Problem statement
Each line with the word "StatusCode" must appear in the answer, copied from the records.

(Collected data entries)

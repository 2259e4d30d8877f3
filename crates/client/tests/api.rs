use std::io::Write;
use std::sync::{Arc, Mutex};

use axum::{
    extract::{Multipart, Path, State},
    http::{header, HeaderMap, StatusCode},
    response::{IntoResponse, Response},
    routing::{delete, get, post},
    Json, Router,
};
use serde_json::{json, Value};

use api_shared::ImportKind;
use ctomop_client::{ApiClient, ClientConfig, ClientError, PatientService};
use ctomop_core::{FieldValue, RecordError};
use ctomop_types::PersonId;

const SESSION_COOKIE: &str = "sessionid=abc123";

#[derive(Default)]
struct MockState {
    reject_patch: bool,
    patient_patches: Mutex<Vec<(i64, Value)>>,
    name_patches: Mutex<Vec<Value>>,
    uploads: Mutex<Vec<(String, String)>>,
}

fn user_json() -> Value {
    json!({"id": 3, "username": "jdoe", "email": "jdoe@example.org", "first_name": "Jane", "last_name": "Doe"})
}

async fn login(Json(body): Json<Value>) -> Response {
    if body["password"] == "secret" {
        (
            [(header::SET_COOKIE, format!("{SESSION_COOKIE}; Path=/"))],
            Json(json!({ "user": user_json() })),
        )
            .into_response()
    } else {
        (
            StatusCode::BAD_REQUEST,
            Json(json!({"error": "Invalid credentials"})),
        )
            .into_response()
    }
}

async fn current_user(headers: HeaderMap) -> Response {
    let authenticated = headers
        .get(header::COOKIE)
        .and_then(|v| v.to_str().ok())
        .is_some_and(|c| c.contains(SESSION_COOKIE));
    if authenticated {
        Json(user_json()).into_response()
    } else {
        (
            StatusCode::UNAUTHORIZED,
            Json(json!({"detail": "Authentication credentials were not provided."})),
        )
            .into_response()
    }
}

async fn update_name(State(state): State<Arc<MockState>>, Json(body): Json<Value>) -> Json<Value> {
    state.name_patches.lock().unwrap().push(body);
    Json(user_json())
}

async fn list_patients() -> Json<Value> {
    Json(json!([
        {"person_id": 7, "patient_name": "Jane Doe", "age": 44, "disease": "Breast Cancer", "stage": "Stage II", "updated_at": "2024-05-01T10:00:00Z"},
        {"person_id": 8, "patient_name": "", "age": null, "disease": null}
    ]))
}

async fn fetch_patient(Path(id): Path<i64>) -> Response {
    if id != 7 {
        return (
            StatusCode::NOT_FOUND,
            Json(json!({"error": "Patient not found"})),
        )
            .into_response();
    }
    Json(json!({
        "patient_info": {
            "disease": "Breast Cancer",
            "stage": "Stage II",
            "date_of_birth": "1980-02-29",
            "estrogen_receptor_status": "Positive",
            "serum_m_protein": 1.2,
            "genetic_mutations": []
        },
        "user": user_json()
    }))
    .into_response()
}

async fn patch_patient(
    State(state): State<Arc<MockState>>,
    Path(id): Path<i64>,
    Json(body): Json<Value>,
) -> Response {
    if state.reject_patch {
        return (
            StatusCode::BAD_REQUEST,
            Json(json!({"error": "Invalid stage"})),
        )
            .into_response();
    }
    state.patient_patches.lock().unwrap().push((id, body.clone()));
    Json(body).into_response()
}

async fn bulk_delete(Json(body): Json<Value>) -> Json<Value> {
    let count = body["person_ids"].as_array().map_or(0, Vec::len);
    Json(json!({"success": true, "deleted_count": count, "errors": []}))
}

async fn upload(State(state): State<Arc<MockState>>, mut multipart: Multipart) -> Json<Value> {
    while let Some(field) = multipart.next_field().await.unwrap() {
        let name = field.name().unwrap_or_default().to_string();
        let file_name = field.file_name().unwrap_or_default().to_string();
        let contents = field.text().await.unwrap();
        assert_eq!(name, "file");
        state.uploads.lock().unwrap().push((file_name, contents));
    }
    Json(json!({"created_count": 2, "errors": ["Row 3: missing date_of_birth"]}))
}

async fn zip_lookup(Path(zip): Path<String>) -> Response {
    if zip == "02139" {
        Json(json!({
            "post code": "02139",
            "country": "United States",
            "places": [{"place name": "Cambridge", "state": "Massachusetts", "state abbreviation": "MA"}]
        }))
        .into_response()
    } else {
        (StatusCode::NOT_FOUND, Json(json!({}))).into_response()
    }
}

async fn failing_list() -> Response {
    (StatusCode::INTERNAL_SERVER_ERROR, "upstream exploded").into_response()
}

fn app(state: Arc<MockState>) -> Router {
    Router::new()
        .route("/api/auth/login/", post(login))
        .route("/api/auth/logout/", post(|| async { StatusCode::OK }))
        .route("/api/user/", get(current_user).patch(update_name))
        .route("/api/patient-info/", get(list_patients))
        .route("/api/patient-info/bulk_delete/", delete(bulk_delete))
        .route("/api/patient-info/upload_csv/", post(upload))
        .route("/api/patient-info/upload_fhir/", post(upload))
        .route("/api/patient-info/:id/", get(fetch_patient).patch(patch_patient))
        .route("/us/:zip", get(zip_lookup))
        .with_state(state)
}

async fn spawn(app: Router) -> String {
    let listener = tokio::net::TcpListener::bind("127.0.0.1:0").await.unwrap();
    let addr = listener.local_addr().unwrap();
    tokio::spawn(async move {
        axum::serve(listener, app).await.unwrap();
    });
    format!("http://{addr}")
}

async fn service_with(state: Arc<MockState>) -> PatientService {
    let base = spawn(app(state)).await;
    let config = ClientConfig::new(&format!("{base}/api/"), &format!("{base}/us"), None, None)
        .expect("valid config");
    PatientService::new(&config).expect("client")
}

#[tokio::test]
async fn test_session_follows_login_and_logout_cookie() {
    let service = service_with(Arc::new(MockState::default())).await;
    let api = service.api();

    let session = api.current_user().await.expect("anonymous session");
    assert!(!session.is_authenticated());
    assert_eq!(session.display_name(), "anonymous");

    let err = api.login("jdoe", "wrong").await.expect_err("bad password");
    match err {
        ClientError::Api { status, message } => {
            assert_eq!(status, 400);
            assert_eq!(message, "Invalid credentials");
        }
        other => panic!("unexpected error: {other:?}"),
    }

    let user = api.login("jdoe", "secret").await.expect("login");
    assert_eq!(user.username, "jdoe");

    let session = api.current_user().await.expect("session");
    assert!(session.is_authenticated());
    assert_eq!(session.display_name(), "Jane Doe");

    api.logout().await.expect("logout");
}

#[tokio::test]
async fn test_list_patients() {
    let service = service_with(Arc::new(MockState::default())).await;
    let patients = service.api().list_patients().await.expect("list");

    assert_eq!(patients.len(), 2);
    assert_eq!(patients[0].person_id, PersonId(7));
    assert_eq!(patients[0].age, Some(44));
    assert_eq!(patients[1].disease, None);
}

#[tokio::test]
async fn test_api_error_falls_back_to_default_message() {
    let base = spawn(Router::new().route("/api/patient-info/", get(failing_list))).await;
    let api = ApiClient::with_http(reqwest::Client::new(), &format!("{base}/api"));

    let err = api.list_patients().await.expect_err("server error");
    match err {
        ClientError::Api { status, message } => {
            assert_eq!(status, 500);
            assert_eq!(message, "Failed to fetch patients");
        }
        other => panic!("unexpected error: {other:?}"),
    }
}

#[tokio::test]
async fn test_load_edit_and_save_sends_sparse_changes_then_name() {
    let state = Arc::new(MockState::default());
    let service = service_with(state.clone()).await;

    let mut editor = service.load(PersonId(7)).await.expect("load");
    assert_eq!(editor.display_name(), "Jane Doe");

    editor.set_from_input("stage", "Stage III").expect("stage");
    editor.set_field("disease", "Multiple Myeloma").expect("disease");
    editor.set_field("disease", "Breast Cancer").expect("disease back");
    editor.set_display_name("Mary Ann Smith").expect("name");

    let outcome = service.save(&mut editor).await.expect("save");
    assert_eq!(outcome.fields_sent, 1);
    assert!(outcome.name_updated);
    assert!(!editor.has_changes());

    let patches = state.patient_patches.lock().unwrap().clone();
    assert_eq!(patches, vec![(7, json!({"stage": "Stage III"}))]);
    let names = state.name_patches.lock().unwrap().clone();
    assert_eq!(names, vec![json!({"first_name": "Mary", "last_name": "Ann Smith"})]);

    // Nothing pending, nothing sent.
    let outcome = service.save(&mut editor).await.expect("second save");
    assert!(outcome.is_noop());
    assert_eq!(state.patient_patches.lock().unwrap().len(), 1);
}

#[tokio::test]
async fn test_failed_save_keeps_edits_pending() {
    let state = Arc::new(MockState {
        reject_patch: true,
        ..MockState::default()
    });
    let service = service_with(state.clone()).await;

    let mut editor = service.load(PersonId(7)).await.expect("load");
    editor.set_from_input("stage", "Stage IV").expect("stage");

    let err = service.save(&mut editor).await.expect_err("rejected");
    assert!(matches!(err, ClientError::Api { status: 400, ref message } if message == "Invalid stage"));
    assert!(editor.has_changes());
    assert_eq!(editor.record().text("stage"), Some("Stage IV"));
    assert_eq!(editor.original().text("stage"), Some("Stage II"));
}

#[tokio::test]
async fn test_load_missing_patient_uses_server_message() {
    let service = service_with(Arc::new(MockState::default())).await;
    let err = service.load(PersonId(99)).await.expect_err("missing");
    assert!(matches!(err, ClientError::Api { status: 404, ref message } if message == "Patient not found"));
}

#[tokio::test]
async fn test_bulk_delete() {
    let service = service_with(Arc::new(MockState::default())).await;

    let err = service.api().bulk_delete(&[]).await.expect_err("empty selection");
    assert!(matches!(err, ClientError::InvalidInput(_)));

    let res = service
        .api()
        .bulk_delete(&[PersonId(7), PersonId(8)])
        .await
        .expect("delete");
    assert!(res.success);
    assert_eq!(res.deleted_count, 2);
}

#[tokio::test]
async fn test_csv_import_uploads_file_and_reports_partial_result() {
    let state = Arc::new(MockState::default());
    let service = service_with(state.clone()).await;

    let mut file = tempfile::Builder::new()
        .suffix(".csv")
        .tempfile()
        .expect("temp csv");
    file.write_all(b"patient_name,disease\nJane Doe,Breast Cancer\n")
        .expect("write csv");

    let res = service
        .api()
        .import(ImportKind::Csv, file.path())
        .await
        .expect("import");
    assert_eq!(res.created_count, 2);
    assert!(res.is_partial());

    let uploads = state.uploads.lock().unwrap().clone();
    assert_eq!(uploads.len(), 1);
    assert!(uploads[0].0.ends_with(".csv"));
    assert!(uploads[0].1.starts_with("patient_name,disease"));
}

#[tokio::test]
async fn test_import_rejects_wrong_extension_before_upload() {
    let state = Arc::new(MockState::default());
    let service = service_with(state.clone()).await;

    let file = tempfile::Builder::new()
        .suffix(".csv")
        .tempfile()
        .expect("temp csv");
    let err = service
        .api()
        .import(ImportKind::FhirBundle, file.path())
        .await
        .expect_err("csv is not a bundle");
    assert!(matches!(
        err,
        ClientError::Record(RecordError::InvalidInput(ref msg)) if msg == "Please select a JSON file"
    ));
    assert!(state.uploads.lock().unwrap().is_empty());
}

#[tokio::test]
async fn test_postal_code_enriches_city_and_region() {
    let service = service_with(Arc::new(MockState::default())).await;
    let mut editor = service.load(PersonId(7)).await.expect("load");

    let place = service
        .set_input(&mut editor, "postal_code", "02139")
        .await
        .expect("set postal code");
    assert_eq!(place.map(|p| p.city), Some("Cambridge".to_string()));
    assert_eq!(editor.record().text("city"), Some("Cambridge"));
    assert_eq!(editor.record().text("region"), Some("Massachusetts"));
}

#[tokio::test]
async fn test_failed_or_skipped_zip_lookup_leaves_place_unchanged() {
    let service = service_with(Arc::new(MockState::default())).await;
    let mut editor = service.load(PersonId(7)).await.expect("load");
    editor.apply_place("Boston", "Massachusetts");

    for zip in ["99999", "1234", "ABCDE"] {
        let place = service
            .set_input(&mut editor, "postal_code", zip)
            .await
            .expect("set postal code");
        assert!(place.is_none(), "{zip}");
        assert_eq!(editor.record().text("city"), Some("Boston"));
        assert_eq!(editor.record().text("region"), Some("Massachusetts"));
    }
    assert_eq!(
        editor.record().get("postal_code"),
        Some(&FieldValue::from("ABCDE"))
    );
}
//! Therapy regimen vocabularies.
//!
//! Each (category, line) pair has its own static list, ordered from first-preferred to
//! escalation regimens. Lists end with "Other" so any regimen can still be recorded.

use serde::{Deserialize, Serialize};

use crate::disease::ClinicalCategory;

/// Position of a regimen in the patient's treatment history.
#[derive(Clone, Copy, Debug, PartialEq, Eq, Hash, Serialize, Deserialize)]
#[serde(rename_all = "lowercase")]
pub enum TherapyLine {
    First,
    Second,
    Later,
}

impl TherapyLine {
    pub const ALL: [TherapyLine; 3] = [TherapyLine::First, TherapyLine::Second, TherapyLine::Later];

    /// Record field holding the regimen chosen for this line.
    pub fn therapy_field(self) -> &'static str {
        match self {
            TherapyLine::First => "first_line_therapy",
            TherapyLine::Second => "second_line_therapy",
            TherapyLine::Later => "later_line_therapy",
        }
    }

    pub fn as_str(self) -> &'static str {
        match self {
            TherapyLine::First => "first",
            TherapyLine::Second => "second",
            TherapyLine::Later => "later",
        }
    }
}

impl std::fmt::Display for TherapyLine {
    fn fmt(&self, f: &mut std::fmt::Formatter<'_>) -> std::fmt::Result {
        f.write_str(self.as_str())
    }
}

impl std::str::FromStr for TherapyLine {
    type Err = String;

    fn from_str(s: &str) -> Result<Self, Self::Err> {
        match s.trim().to_ascii_lowercase().as_str() {
            "first" | "1" | "first-line" => Ok(TherapyLine::First),
            "second" | "2" | "second-line" => Ok(TherapyLine::Second),
            "later" | "3" | "later-line" | "third" => Ok(TherapyLine::Later),
            other => Err(format!("unknown therapy line: {other:?}")),
        }
    }
}

const BREAST_CANCER_FIRST_LINE: &[&str] = &[
    "AC-T (Doxorubicin/Cyclophosphamide followed by Paclitaxel)",
    "TC (Docetaxel/Cyclophosphamide)",
    "Paclitaxel/Trastuzumab/Pertuzumab (HER2+)",
    "Hormone Therapy (Tamoxifen/Aromatase Inhibitor)",
    "CDK4/6 Inhibitor + Hormone Therapy",
    "Capecitabine",
    "Other",
];

const BREAST_CANCER_SECOND_LINE: &[&str] = &[
    "Capecitabine",
    "T-DM1 (Trastuzumab emtansine) (HER2+)",
    "T-DXd (Trastuzumab deruxtecan) (HER2+)",
    "Eribulin",
    "Gemcitabine/Carboplatin",
    "PARP Inhibitor (BRCA+)",
    "Sacituzumab govitecan",
    "Other",
];

const BREAST_CANCER_LATER_LINE: &[&str] = &[
    "T-DXd (Trastuzumab deruxtecan)",
    "Sacituzumab govitecan",
    "Eribulin",
    "Vinorelbine",
    "Ixabepilone",
    "PARP Inhibitor",
    "Clinical Trial",
    "Other",
];

const LYMPHOMA_FIRST_LINE: &[&str] = &[
    "R-CHOP (Rituximab/Cyclophosphamide/Doxorubicin/Vincristine/Prednisone)",
    "BR (Bendamustine/Rituximab)",
    "R-CVP (Rituximab/Cyclophosphamide/Vincristine/Prednisone)",
    "Rituximab Monotherapy",
    "Watch and Wait",
    "Other",
];

const LYMPHOMA_SECOND_LINE: &[&str] = &[
    "R-ICE (Rituximab/Ifosfamide/Carboplatin/Etoposide)",
    "R-DHAP (Rituximab/Dexamethasone/Cytarabine/Cisplatin)",
    "BR (Bendamustine/Rituximab)",
    "Lenalidomide/Rituximab",
    "Obinutuzumab-based therapy",
    "Other",
];

const LYMPHOMA_LATER_LINE: &[&str] = &[
    "Tazemetostat",
    "Lenalidomide/Rituximab",
    "PI3K Inhibitor (Copanlisib/Duvelisib/Idelalisib)",
    "Obinutuzumab Monotherapy",
    "Clinical Trial",
    "Other",
];

const MYELOMA_FIRST_LINE: &[&str] = &[
    "VRd (Bortezomib/Lenalidomide/Dexamethasone)",
    "CyBorD (Cyclophosphamide/Bortezomib/Dexamethasone)",
    "DRd (Daratumumab/Lenalidomide/Dexamethasone)",
    "RVd (Lenalidomide/Bortezomib/Dexamethasone)",
    "KRd (Carfilzomib/Lenalidomide/Dexamethasone)",
    "Other",
];

const MYELOMA_SECOND_LINE: &[&str] = &[
    "DVd (Daratumumab/Bortezomib/Dexamethasone)",
    "KRd (Carfilzomib/Lenalidomide/Dexamethasone)",
    "DRd (Daratumumab/Lenalidomide/Dexamethasone)",
    "Elotuzumab/Lenalidomide/Dexamethasone",
    "Ixazomib/Lenalidomide/Dexamethasone",
    "Carfilzomib/Dexamethasone",
    "Other",
];

const MYELOMA_LATER_LINE: &[&str] = &[
    "Isatuximab/Pomalidomide/Dexamethasone",
    "Daratumumab/Pomalidomide/Dexamethasone",
    "Selinexor/Bortezomib/Dexamethasone",
    "Belantamab mafodotin",
    "CAR-T (Idecabtagene vicleucel/Ciltacabtagene autoleucel)",
    "Clinical Trial",
    "Other",
];

const OTHER_ONLY: &[&str] = &["Other"];

/// Allowed regimens for a category and line, first-preferred first.
pub fn therapy_vocabulary(category: ClinicalCategory, line: TherapyLine) -> &'static [&'static str] {
    match (category, line) {
        (ClinicalCategory::Breast, TherapyLine::First) => BREAST_CANCER_FIRST_LINE,
        (ClinicalCategory::Breast, TherapyLine::Second) => BREAST_CANCER_SECOND_LINE,
        (ClinicalCategory::Breast, TherapyLine::Later) => BREAST_CANCER_LATER_LINE,
        (ClinicalCategory::Lymphoma, TherapyLine::First) => LYMPHOMA_FIRST_LINE,
        (ClinicalCategory::Lymphoma, TherapyLine::Second) => LYMPHOMA_SECOND_LINE,
        (ClinicalCategory::Lymphoma, TherapyLine::Later) => LYMPHOMA_LATER_LINE,
        (ClinicalCategory::Myeloma, TherapyLine::First) => MYELOMA_FIRST_LINE,
        (ClinicalCategory::Myeloma, TherapyLine::Second) => MYELOMA_SECOND_LINE,
        (ClinicalCategory::Myeloma, TherapyLine::Later) => MYELOMA_LATER_LINE,
        (ClinicalCategory::Other, _) => OTHER_ONLY,
    }
}

/// Options to show in the therapy select for the current stored value.
///
/// A stored value outside the vocabulary (the disease changed after it was chosen, or it is
/// legacy free text) is kept selectable by putting it first.
pub fn therapy_display_options(
    category: ClinicalCategory,
    line: TherapyLine,
    current: Option<&str>,
) -> Vec<String> {
    let vocabulary = therapy_vocabulary(category, line);
    let mut options = Vec::with_capacity(vocabulary.len() + 1);
    if let Some(current) = current.filter(|c| !c.is_empty()) {
        if !vocabulary.contains(&current) {
            options.push(current.to_string());
        }
    }
    options.extend(vocabulary.iter().map(|s| s.to_string()));
    options
}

Solution for this exercise
    http::{header, HeaderMap, StatusCode},
            StatusCode::BAD_REQUEST,
            StatusCode::UNAUTHORIZED,
            StatusCode::NOT_FOUND,
            StatusCode::BAD_REQUEST,
        (StatusCode::NOT_FOUND, Json(json!({}))).into_response()
    (StatusCode::INTERNAL_SERVER_ERROR, "upstream exploded").into_response()
        .route("/api/auth/logout/", post(|| async { StatusCode::OK }))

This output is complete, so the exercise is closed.